Big changes for income-based reimbursement, and more may be on the way

The Biden administration recently made temporary but impactful changes to income-based repayment programs for federal student loans. And even bigger reforms to those repayment plans could be on the way. Here’s what you need to know.

Income-Based Repayment for Federal Student Loans: How They Work

Income-contingent repayment (IDR) is a federal student loan repayment category that outlines several specific plans. Income-Based Reimbursement (IBR) is one such IDR plan, although the terms IDR and IBR are sometimes used interchangeably.

Each IDR plan, although somewhat different in terms of eligibility requirements and payment formulas, offers borrowers a monthly payment tied to their family size and income (usually their adjusted gross income as listed on their federal income tax return).

Under normal circumstances, borrowers repaying their student under an IDR program must recertify their income (effectively reapplying for the plan, just with updated income information) every 12 months. This results in a recalculation of payments based on this updated income documentation, which is usually the borrower’s latest federal tax return. After 20 or 25 years of repayment, depending on the specific IDR plan, any remaining balance is forfeited. However, this form of student loan forgiveness could be considered taxable income for the borrower.
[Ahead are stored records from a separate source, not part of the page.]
use chrono::{DateTime, Utc};
use serde::{Deserialize, Serialize};

/// Paper-level metadata attached to each passage
#[derive(Debug, Clone, Default, PartialEq, Serialize, Deserialize)]
pub struct DocumentMetadata {
    /// Paper title
    #[serde(default)]
    pub title: Option<String>,

    /// Publication date as given by the corpus (e.g. "2021-03-04" or "2020")
    #[serde(default)]
    pub publish_time: Option<String>,

    /// CORD-19 paper identifier
    #[serde(default)]
    pub cord_uid: Option<String>,

    #[serde(default)]
    pub authors: Option<String>,

    #[serde(default)]
    pub journal: Option<String>,

    #[serde(default)]
    pub url: Option<String>,

    /// Position of this passage within the paper's abstract
    #[serde(default)]
    pub chunk_index: usize,
}

/// Retrievable passage
#[derive(Debug, Clone, PartialEq, Serialize, Deserialize)]
pub struct Document {
    /// Stable passage ID
    pub id: String,

    /// Passage text
    pub page_content: String,

    pub metadata: DocumentMetadata,
}

/// Vector index entry
#[derive(Debug, Clone, Serialize, Deserialize)]
pub struct IndexEntry {
    pub document: Document,
    pub embedding: Vec<f32>,
}

/// Vector index structure
#[derive(Debug, Clone, Serialize, Deserialize)]
pub struct VectorIndex {
    /// Embedding model used
    pub embedding_model: String,

    /// Embedding dimension (0 until the first entry is added)
    pub embedding_dim: usize,

    /// Timestamp when built
    pub created_at: DateTime<Utc>,

    pub entries: Vec<IndexEntry>,
}

impl VectorIndex {
    /// Create new empty index
    pub fn new(embedding_model: impl Into<String>) -> Self {
        Self {
            embedding_model: embedding_model.into(),
            embedding_dim: 0,
            created_at: Utc::now(),
            entries: Vec::new(),
        }
    }

    /// Add entry to index, fixing the dimension on first insert
    pub fn add_entry(&mut self, entry: IndexEntry) -> Result<(), String> {
        if entry.embedding.is_empty() {
            return Err(format!("Empty embedding for document {}", entry.document.id));
        }
        if self.embedding_dim == 0 {
            self.embedding_dim = entry.embedding.len();
        } else if entry.embedding.len() != self.embedding_dim {
            return Err(format!(
                "Embedding dimension mismatch for {}: expected {}, got {}",
                entry.document.id,
                self.embedding_dim,
                entry.embedding.len()
            ));
        }
        self.entries.push(entry);
        Ok(())
    }

    /// Get document by id
    pub fn get(&self, id: &str) -> Option<&Document> {
        self.entries
            .iter()
            .map(|e| &e.document)
            .find(|d| d.id == id)
    }

    /// Count entries
    pub fn count(&self) -> usize {
        self.entries.len()
    }

    pub fn is_empty(&self) -> bool {
        self.entries.is_empty()
    }
}

/// Search result
#[derive(Debug, Clone, PartialEq)]
pub struct ScoredDocument {
    pub document: Document,

    /// Cosine similarity (-1.0 to 1.0)
    pub score: f32,
}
New temporary flexibilities for student loan borrowers in income-driven repayment plans

In response to the Covid-19 pandemic and the ongoing pause on most federal student loan payments and interest, the Department of Education has indicated that it will extend normal income recertification deadlines for borrowers in an IDR plan. However, following President Biden’s recent extension of the payment pause by an additional four months to August 31, 2022, the Department has further extended these deadlines.

According to department“You will not be required to recertify [your income for an IDR plan] before payments restart, and the earliest you might be required to recertify is March 2023.” That’s almost a year away. And that means some borrowers who last recertified their income in 2019 may end up waiting four or more years before having to update their income information.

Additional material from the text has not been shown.